This recipe showcases Aniseed. Makes approximately 40 biscuits.


170g Butter
170g Castor Sugar
170g plain flour
3 tablespoons finely ground almonds
1 rounded tablespoon whole aniseeds
1 tablespoon brandy
3 Egg whites
150g flaked almonds
150g granulated sugar


Preheat the oven to 160C/325F/ Gas 3

Cream the butter and castor sugar together until light and fluffy, then beat in the flour, ground almonds and aniseeds.

Still beating, slowly add the brandy and egg whites until evenly incorporated. This mixture can be used immediately or stored int the fridge for up to two days.

Line an aluminium baking sheet with baking parchment, and dollop heaped teaspoons of the dough on to the tray at 10cm intervals.

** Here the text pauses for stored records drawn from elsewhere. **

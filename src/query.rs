//! Filter normalization and query-string encoding
//!
//! Every catalog request starts as an ordered list of named filter values.
//! [`normalize`] applies the wire rules (the `id` rename, keyword
//! unwrapping, the unset-value drop) and [`encode`] serializes the
//! survivors onto the endpoint path. List values become repeated
//! `key=value` pairs.
//!
//! The drop rule mirrors the service's notion of "unset": empty strings,
//! empty lists and zero are all treated as not provided, while the boolean
//! `false` is a meaningful filter value and survives. A `skip` or `limit`
//! of zero is therefore never sent.

use url::form_urlencoded;

use crate::types::{DeviceSort, MaintainerSort, ReleaseSort, ReleaseType};

/// One value or several, for filters the service accepts repeated.
///
/// Most string filters on the listing endpoints take either a single value
/// or a list; `OneOrMany` lets callers pass both without ceremony:
///
/// ```
/// use orangefox_api::OneOrMany;
///
/// let one: OneOrMany<String> = "lavender".into();
/// let many: OneOrMany<String> = ["lavender", "raphael"].into();
/// assert_eq!(one, OneOrMany::One("lavender".to_string()));
/// assert_eq!(many.into_vec().len(), 2);
/// ```
#[derive(Debug, Clone, PartialEq, Eq)]
pub enum OneOrMany<T> {
    One(T),
    Many(Vec<T>),
}

impl<T> OneOrMany<T> {
    /// Flatten into a plain vector.
    pub fn into_vec(self) -> Vec<T> {
        match self {
            OneOrMany::One(value) => vec![value],
            OneOrMany::Many(values) => values,
        }
    }
}

impl<T> From<T> for OneOrMany<T> {
    fn from(value: T) -> Self {
        OneOrMany::One(value)
    }
}

impl<T> From<Vec<T>> for OneOrMany<T> {
    fn from(values: Vec<T>) -> Self {
        OneOrMany::Many(values)
    }
}

impl<T, const N: usize> From<[T; N]> for OneOrMany<T> {
    fn from(values: [T; N]) -> Self {
        OneOrMany::Many(values.into())
    }
}

impl From<&str> for OneOrMany<String> {
    fn from(value: &str) -> Self {
        OneOrMany::One(value.to_string())
    }
}

impl From<Vec<&str>> for OneOrMany<String> {
    fn from(values: Vec<&str>) -> Self {
        OneOrMany::Many(values.into_iter().map(str::to_string).collect())
    }
}

impl<const N: usize> From<[&str; N]> for OneOrMany<String> {
    fn from(values: [&str; N]) -> Self {
        OneOrMany::Many(values.iter().map(|value| value.to_string()).collect())
    }
}

/// A single filter value prior to encoding.
///
/// Keyword variants hold the wire strings of the closed enumerations in
/// [`crate::types`]; [`normalize`] unwraps them into plain strings.
#[derive(Debug, Clone, PartialEq)]
pub(crate) enum FilterValue {
    Str(String),
    StrList(Vec<String>),
    Bool(bool),
    UInt(u64),
    Keyword(&'static str),
    KeywordList(Vec<&'static str>),
}

impl FilterValue {
    /// Whether the value counts as "set". Booleans always do, `false`
    /// included; zero, empty strings and empty lists do not.
    fn is_set(&self) -> bool {
        match self {
            FilterValue::Str(value) => !value.is_empty(),
            FilterValue::StrList(values) => !values.is_empty(),
            FilterValue::Bool(_) => true,
            FilterValue::UInt(value) => *value != 0,
            FilterValue::Keyword(_) => true,
            FilterValue::KeywordList(keywords) => !keywords.is_empty(),
        }
    }

    /// Substitute enumeration members with their underlying strings.
    fn unwrap_keywords(self) -> FilterValue {
        match self {
            FilterValue::Keyword(keyword) => FilterValue::Str(keyword.to_string()),
            FilterValue::KeywordList(keywords) => {
                FilterValue::StrList(keywords.into_iter().map(str::to_string).collect())
            }
            value => value,
        }
    }
}

/// Ordered filter entries for one request. Insertion order is wire order.
pub(crate) type FilterSet = Vec<(&'static str, FilterValue)>;

/// Conversion from caller-facing argument types into [`FilterValue`].
pub(crate) trait ToFilterValue {
    fn to_value(&self) -> FilterValue;
}

impl ToFilterValue for String {
    fn to_value(&self) -> FilterValue {
        FilterValue::Str(self.clone())
    }
}

impl ToFilterValue for bool {
    fn to_value(&self) -> FilterValue {
        FilterValue::Bool(*self)
    }
}

impl ToFilterValue for u64 {
    fn to_value(&self) -> FilterValue {
        FilterValue::UInt(*self)
    }
}

impl ToFilterValue for OneOrMany<String> {
    fn to_value(&self) -> FilterValue {
        match self {
            OneOrMany::One(value) => FilterValue::Str(value.clone()),
            OneOrMany::Many(values) => FilterValue::StrList(values.clone()),
        }
    }
}

impl ToFilterValue for OneOrMany<ReleaseType> {
    fn to_value(&self) -> FilterValue {
        match self {
            OneOrMany::One(value) => FilterValue::Keyword(value.as_str()),
            OneOrMany::Many(values) => {
                FilterValue::KeywordList(values.iter().map(|value| value.as_str()).collect())
            }
        }
    }
}

impl ToFilterValue for ReleaseType {
    fn to_value(&self) -> FilterValue {
        FilterValue::Keyword(self.as_str())
    }
}

impl ToFilterValue for DeviceSort {
    fn to_value(&self) -> FilterValue {
        FilterValue::Keyword(self.as_str())
    }
}

impl ToFilterValue for MaintainerSort {
    fn to_value(&self) -> FilterValue {
        FilterValue::Keyword(self.as_str())
    }
}

impl ToFilterValue for ReleaseSort {
    fn to_value(&self) -> FilterValue {
        FilterValue::Keyword(self.as_str())
    }
}

/// Append `value` to `filters` under `name` when the field is set.
pub(crate) fn push_filter<V: ToFilterValue>(
    filters: &mut FilterSet,
    name: &'static str,
    value: &Option<V>,
) {
    if let Some(value) = value {
        filters.push((name, value.to_value()));
    }
}

/// Apply the wire rules to a filter set.
///
/// Renames `id` to `_id` (the only rename the service knows), unwraps
/// enumeration keywords into their strings, and drops every entry that
/// does not count as set. Entry order is preserved.
pub(crate) fn normalize(filters: FilterSet) -> FilterSet {
    filters
        .into_iter()
        .filter(|(_, value)| value.is_set())
        .map(|(name, value)| {
            let name = if name == "id" { "_id" } else { name };
            (name, value.unwrap_keywords())
        })
        .collect()
}

/// Serialize a normalized filter set onto `path`.
///
/// The query string follows `application/x-www-form-urlencoded` rules,
/// with booleans capitalized (`True`/`False`) the way the service expects
/// them. An empty set still yields a trailing `?`:
///
/// ```text
/// /releases/?
/// /devices/?codename=lavender&codename=raphael&supported=True
/// ```
pub(crate) fn encode(path: &str, filters: &FilterSet) -> String {
    let mut query = form_urlencoded::Serializer::new(String::new());

    for (name, value) in filters {
        match value {
            FilterValue::Str(value) => {
                query.append_pair(name, value);
            }
            FilterValue::StrList(values) => {
                for value in values {
                    query.append_pair(name, value);
                }
            }
            FilterValue::Bool(value) => {
                query.append_pair(name, if *value { "True" } else { "False" });
            }
            FilterValue::UInt(value) => {
                query.append_pair(name, &value.to_string());
            }
            FilterValue::Keyword(keyword) => {
                query.append_pair(name, keyword);
            }
            FilterValue::KeywordList(keywords) => {
                for keyword in keywords {
                    query.append_pair(name, keyword);
                }
            }
        }
    }

    format!("{}?{}", path, query.finish())
}

#[cfg(test)]
mod tests {
    use super::*;

    #[test]
    fn test_normalize_renames_id_only() {
        let filters = vec![
            ("id", FilterValue::Str("abc".to_string())),
            ("device_id", FilterValue::Str("def".to_string())),
        ];

        let normalized = normalize(filters);
        assert_eq!(
            normalized,
            vec![
                ("_id", FilterValue::Str("abc".to_string())),
                ("device_id", FilterValue::Str("def".to_string())),
            ]
        );
    }

    #[test]
    fn test_normalize_drops_unset_values() {
        let filters = vec![
            ("codename", FilterValue::Str(String::new())),
            ("oem_name", FilterValue::StrList(Vec::new())),
            ("skip", FilterValue::UInt(0)),
            ("release_type", FilterValue::KeywordList(Vec::new())),
        ];

        assert!(normalize(filters).is_empty());
    }

    #[test]
    fn test_normalize_keeps_false() {
        let filters = vec![("supported", FilterValue::Bool(false))];

        let normalized = normalize(filters);
        assert_eq!(normalized, vec![("supported", FilterValue::Bool(false))]);
    }

    #[test]
    fn test_normalize_unwraps_keywords() {
        let filters = vec![
            ("sort", FilterValue::Keyword("date_asc")),
            ("release_type", FilterValue::KeywordList(vec!["stable", "beta"])),
        ];

        let normalized = normalize(filters);
        assert_eq!(
            normalized,
            vec![
                ("sort", FilterValue::Str("date_asc".to_string())),
                (
                    "release_type",
                    FilterValue::StrList(vec!["stable".to_string(), "beta".to_string()])
                ),
            ]
        );
    }

    #[test]
    fn test_normalize_preserves_order() {
        let filters = vec![
            ("codename", FilterValue::Str("lavender".to_string())),
            ("skip", FilterValue::UInt(0)),
            ("limit", FilterValue::UInt(5)),
        ];

        let names: Vec<&str> = normalize(filters).into_iter().map(|(name, _)| name).collect();
        assert_eq!(names, vec!["codename", "limit"]);
    }

    #[test]
    fn test_encode_empty_set_keeps_bare_question_mark() {
        assert_eq!(encode("/releases/", &FilterSet::new()), "/releases/?");
    }

    #[test]
    fn test_encode_single_sort_pair() {
        let filters = vec![("sort", FilterValue::StrList(vec!["date_asc".to_string()]))];

        let encoded = encode("/devices/", &filters);
        assert_eq!(encoded, "/devices/?sort=date_asc");
        assert_eq!(encoded.matches("sort=date_asc").count(), 1);
    }

    #[test]
    fn test_encode_repeats_list_keys() {
        let filters = vec![(
            "codename",
            FilterValue::StrList(vec!["lavender".to_string(), "raphael".to_string()]),
        )];

        assert_eq!(
            encode("/devices/", &filters),
            "/devices/?codename=lavender&codename=raphael"
        );
    }

    #[test]
    fn test_encode_capitalizes_booleans() {
        let filters = vec![
            ("supported", FilterValue::Bool(true)),
            ("ab_device", FilterValue::Bool(false)),
        ];

        assert_eq!(
            encode("/devices/", &filters),
            "/devices/?supported=True&ab_device=False"
        );
    }

    #[test]
    fn test_encode_escapes_spaces_as_plus() {
        let filters = vec![("model_name", FilterValue::Str("Redmi Note 7".to_string()))];

        assert_eq!(
            encode("/devices/", &filters),
            "/devices/?model_name=Redmi+Note+7"
        );
    }

    #[test]
    fn test_encode_round_trips_through_form_decoding() {
        let filters = vec![
            (
                "codename",
                FilterValue::StrList(vec!["lavender".to_string(), "raphael".to_string()]),
            ),
            ("supported", FilterValue::Bool(true)),
            ("skip", FilterValue::UInt(20)),
        ];

        let encoded = encode("/devices/", &filters);
        let (path, query) = encoded.split_once('?').unwrap();
        assert_eq!(path, "/devices/");

        let pairs: Vec<(String, String)> = form_urlencoded::parse(query.as_bytes())
            .into_owned()
            .collect();
        assert_eq!(
            pairs,
            vec![
                ("codename".to_string(), "lavender".to_string()),
                ("codename".to_string(), "raphael".to_string()),
                ("supported".to_string(), "True".to_string()),
                ("skip".to_string(), "20".to_string()),
            ]
        );
    }

    #[test]
    fn test_one_or_many_conversions() {
        let one: OneOrMany<String> = "lavender".into();
        assert_eq!(one, OneOrMany::One("lavender".to_string()));

        let many: OneOrMany<String> = vec!["a", "b"].into();
        assert_eq!(
            many,
            OneOrMany::Many(vec!["a".to_string(), "b".to_string()])
        );

        let from_array: OneOrMany<String> = ["x", "y"].into();
        assert_eq!(from_array.into_vec(), vec!["x".to_string(), "y".to_string()]);

        let typed: OneOrMany<crate::types::ReleaseType> = crate::types::ReleaseType::Beta.into();
        assert_eq!(typed, OneOrMany::One(crate::types::ReleaseType::Beta));
    }

    #[test]
    fn test_push_filter_skips_unset_fields() {
        let mut filters = FilterSet::new();
        push_filter(&mut filters, "codename", &Some("lavender".to_string()));
        push_filter::<String>(&mut filters, "version", &None);

        assert_eq!(
            filters,
            vec![("codename", FilterValue::Str("lavender".to_string()))]
        );
    }
}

Drop the dough from a great height (1 metre or just under) so that it splats onto the parchment, alternatively, use the back of your spoon to flatten the biscuits into discs approximately 2cm across if you are worried about your aim.

Sprinkle the flaked almonds and granulated liberally over the biscuits, and then bake for 20 minutes until evenly golden and crisp.

If you prefer biscuits with a crunchy edge and softer centre, bake for around 7 minutes at 200C/ 400F/ Gas 6, until the biscuits are brown at the edges with a yellow-golden middle.